The vascular specialists at UI Health have years of experience detecting and treating both common and rare diseases that affect the arteries, veins, and lymphatic system, including:
In an amputation, a surgeon removes a limb or part of a limb that is no longer useful and or is causing the patient great pain, or threatens their health because of extensive infection. The most common reason for amputation is peripheral arterial disease (PAD), though amputation may be required for other reasons, such as severe injury or the presence of a tumor. Vascular surgeons typically consider amputation a last resort.
Angioplasty and Stenting
In an angioplasty, the vascular surgeon inflates a small balloon inside a narrowed blood vessel to help widen the blood vessel and improve blood flow. After widening the vessel, the surgeon may insert a tiny mesh tube called a stent that supports the artery walls to keep the vessels wide open. Angioplasty and stenting are usually done through a small incision or puncture in the skin. The vascular surgeon inserts a long, thin catheter through access site. Using X-ray guidance, they then guide the catheter through the blood vessels to the blocked area. The tip of the catheter carries the angioplasty balloon or stent.
An aneurysm is an enlarged and weakened section of an artery that can block blood flow to parts of the body, or rupture. Vascular surgeons can treat aneurysms through either open or endovascular techniques. The best method to repair each aneurysm depends upon several factors, including the location and shape of the aneurysm and the condition of the patient.
Arterial Bypass/Aortoiliac Bypass
Surgical bypass treats narrowed arteries by creating a bypass around a section of the artery that is blocked. Surgeons perform aortoiliac bypass to treat blockages of the aorta and iliac arteries caused by aortoiliac occlusive disease. Depending upon the type and location of the blockage, your surgeon may repair or bypass your artery using tissues from your body or synthetic fabric patches or tubes called grafts.
Arterial/Venous Thrombolysis or Thrombectomy
Blood clots in arties or veins can blood the normal flow of blood throughout the body. Using special catheters, wires, and stents, vascular surgeons are able to remove blood clots to restore normal blood flow.
Carotid endarterectomy is an operation during which the vascular surgeon removes the inner lining of the carotid artery that has become thickened or damaged by plaque. Carotid endarterectomy is one of the most commonly performed vascular operations and is a safe, long-lasting treatment that significantly lowers stroke risk. Stenting also is a treatment for the carotid artery.
Vascular surgeons can create an entryway into the blood stream, — usually in the arm or leg — that allows blood to be removed and returned quickly, efficiently, and safely during dialysis treatment.
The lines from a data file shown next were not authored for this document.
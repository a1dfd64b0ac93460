//! Arrival records and the sources they are read from.
//!
//! Arrivals are produced outside the simulation, one record per line in the form
//! `PLATE:ROAD:LANE`, for example `AB1CD234:C:1`. `ROAD` is one of the approach
//! labels `A` to `D` and `LANE` is the lane index `0` to `2`.

use crate::error::{SimError, SimResult};
use crate::geometry::{Approach, LaneRole};
use itertools::Itertools;
use std::fmt;
use std::fs::File;
use std::io::{self, BufRead, BufReader, Seek, SeekFrom};
use std::path::{Path, PathBuf};
use std::str::FromStr;
use std::sync::mpsc::{self, Receiver, Sender, TryRecvError};

/// The longest plate accepted from the feed.
const MAX_PLATE_LEN: usize = 15;

/// A vehicle arriving at the intersection.
#[derive(Clone, Debug, PartialEq, Eq)]
pub struct ArrivalRecord {
    pub plate: String,
    pub approach: Approach,
    pub role: LaneRole,
}

/// A source of raw arrival lines.
pub trait ArrivalSource {
    /// Takes up to `limit` lines that arrived since the last poll, oldest first.
    fn poll(&mut self, limit: usize) -> SimResult<Vec<String>>;
}

/// Reads arrivals appended to a file by another process.
///
/// The source remembers how far it has read. If the file shrinks it is assumed to
/// have been truncated or rotated and is read again from the start. A missing file
/// yields no arrivals.
#[derive(Clone, Debug)]
pub struct FileSource {
    path: PathBuf,
    offset: u64,
}

/// Receives arrivals from another thread.
#[derive(Debug)]
pub struct ChannelSource {
    receiver: Receiver<String>,
}

impl ArrivalRecord {
    /// Creates a record.
    pub fn new(plate: impl Into<String>, approach: Approach, role: LaneRole) -> Self {
        Self {
            plate: plate.into(),
            approach,
            role,
        }
    }
}

impl FromStr for ArrivalRecord {
    type Err = SimError;

    fn from_str(line: &str) -> SimResult<Self> {
        let malformed = || SimError::MalformedArrival(line.to_owned());
        let (plate, road, lane) = line
            .trim()
            .split(':')
            .collect_tuple::<(&str, &str, &str)>()
            .ok_or_else(malformed)?;
        if plate.is_empty() || plate.chars().count() > MAX_PLATE_LEN {
            return Err(malformed());
        }
        let approach = road
            .chars()
            .exactly_one()
            .ok()
            .and_then(Approach::from_label)
            .ok_or_else(malformed)?;
        let role = lane
            .parse::<usize>()
            .ok()
            .and_then(LaneRole::from_index)
            .ok_or_else(malformed)?;
        Ok(Self::new(plate, approach, role))
    }
}

impl fmt::Display for ArrivalRecord {
    fn fmt(&self, f: &mut fmt::Formatter<'_>) -> fmt::Result {
        write!(
            f,
            "{}:{}:{}",
            self.plate,
            self.approach.label(),
            self.role.index()
        )
    }
}

impl FileSource {
    /// Creates a source that reads the given file from the start.
    pub fn new(path: impl AsRef<Path>) -> Self {
        Self {
            path: path.as_ref().to_owned(),
            offset: 0,
        }
    }

    /// The number of bytes consumed so far.
    pub fn offset(&self) -> u64 {
        self.offset
    }
}

impl ArrivalSource for FileSource {
    fn poll(&mut self, limit: usize) -> SimResult<Vec<String>> {
        let file = match File::open(&self.path) {
            Ok(file) => file,
            Err(e) if e.kind() == io::ErrorKind::NotFound => return Ok(vec![]),
            Err(e) => return Err(e.into()),
        };
        if file.metadata()?.len() < self.offset {
            log::debug!("{} shrank, reading from the start", self.path.display());
            self.offset = 0;
        }

        let mut reader = BufReader::new(file);
        reader.seek(SeekFrom::Start(self.offset))?;
        let mut lines = vec![];
        let mut buf = vec![];
        while lines.len() < limit {
            buf.clear();
            let read = reader.read_until(b'\n', &mut buf)?;
            // A line without a newline is still being written.
            if read == 0 || buf.last() != Some(&b'\n') {
                break;
            }
            self.offset += read as u64;
            lines.push(String::from_utf8_lossy(&buf).trim_end().to_owned());
        }
        Ok(lines)
    }
}

impl ChannelSource {
    /// Creates a connected sender and source.
    pub fn channel() -> (Sender<String>, Self) {
        let (sender, receiver) = mpsc::channel();
        (sender, Self { receiver })
    }
}

impl ArrivalSource for ChannelSource {
    fn poll(&mut self, limit: usize) -> SimResult<Vec<String>> {
        let mut lines = vec![];
        while lines.len() < limit {
            match self.receiver.try_recv() {
                Ok(line) => lines.push(line),
                Err(TryRecvError::Empty | TryRecvError::Disconnected) => break,
            }
        }
        Ok(lines)
    }
}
Radiofrequency Venous Ablation
Blood that should normally travel through the veins from the feet back to the heart can reverse direction if the valves within those veins no longer function well. The ablation procedure treats the veins which are associated with the reversal or reflux of blood and to reduce or resolve the resulting symptoms, including swelling, a burning or persistent discomfort, and varicose or spider veins.